APOE ε4 and the risk for Alzheimer disease and cognitive decline in African Americans and Yoruba

Background: There is little information on the association of the APOEe4 allele and AD risk in African populations. In previous analyses from the Indianapolis-Ibadan dementia project, we have reported that APOE epsilon 4 increased the risk for Alzheimer's disease (AD) in African Americans but not in Yoruba. This study represents a replication of this earlier work using enriched cohorts and extending the analysis to include cognitive decline. Methods: In this longitudinal study of two community dwelling cohorts of elderly Yoruba and African Americans, APOE genotyping was conducted from blood samples taken on or before 2001 (1,871 African Americans & 2,200 Yoruba). Mean follow up time was 8.5 years for African Americans and 8.8 years for Yoruba. The effects of heterozygosity or homozygosity of epsilon 4 and of the possession of e4 on time to incident AD and on cognitive decline were determined using Cox's proportional hazards regression and mixed effects models.

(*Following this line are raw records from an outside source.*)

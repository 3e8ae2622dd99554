/// An error type for the image and image processing crates.
#[derive(thiserror::Error, Debug, PartialEq)]
pub enum ImageError {
    /// Error when the image data is not initialized.
    #[error("Image data is not initialized")]
    ImageDataNotInitialized,

    /// Error when the data length does not match the image shape.
    #[error("Data length ({0}) does not match the image size ({1})")]
    InvalidChannelShape(usize, usize),

    /// Error when two images are expected to share the same size.
    #[error("Invalid image size ({0}, {1}) mismatch ({2}, {3})")]
    InvalidImageSize(usize, usize, usize, usize),

    /// Error when two images are expected to share the same channel count.
    #[error("Invalid channel count {0}, expected {1}")]
    InvalidChannelCount(usize, usize),

    /// Error when a filter has neither one channel nor the image channel count.
    #[error("Filter with {0} channels cannot be applied to an image with {1} channels")]
    InvalidKernelChannels(usize, usize),

    /// Error when a kernel size is not usable.
    #[error("Invalid kernel size {0}")]
    InvalidKernelSize(usize),

    /// Error when a standard deviation is not strictly positive and finite.
    #[error("Invalid sigma {0}, must be positive and finite")]
    InvalidSigma(f32),

    /// Error when the pixel coordinates are out of bounds.
    #[error("Pixel coordinates ({0}, {1}) are out of bounds ({2}, {3})")]
    PixelIndexOutOfBounds(usize, usize, usize, usize),

    /// Error when the channel index is out of bounds.
    #[error("Channel index {0} is out of bounds {1}")]
    ChannelIndexOutOfBounds(usize, usize),
}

Results: After adjusting for covariates, one or two copies of the APOE epsilon 4 allele were significant risk factors for incident AD (p < 0.0001) and cognitive decline in the African-American population (p < 0001). In the Yoruba, only homozygosity for APOE epsilon 4 was a significant risk factor for AD (p = 0.0002) but not for cognitive decline (p = 0.2346), however, possession of an e4 allele was significant for both incident AD (p = 0.0489) and cognitive decline (p = 0.0425). Conclusions: In this large longitudinal comparative study, APOE epsilon 4 had a significant, but weaker, effect on incident AD and on cognitive decline in Yoruba than in African Americans. The reasons for these differences remain unclear.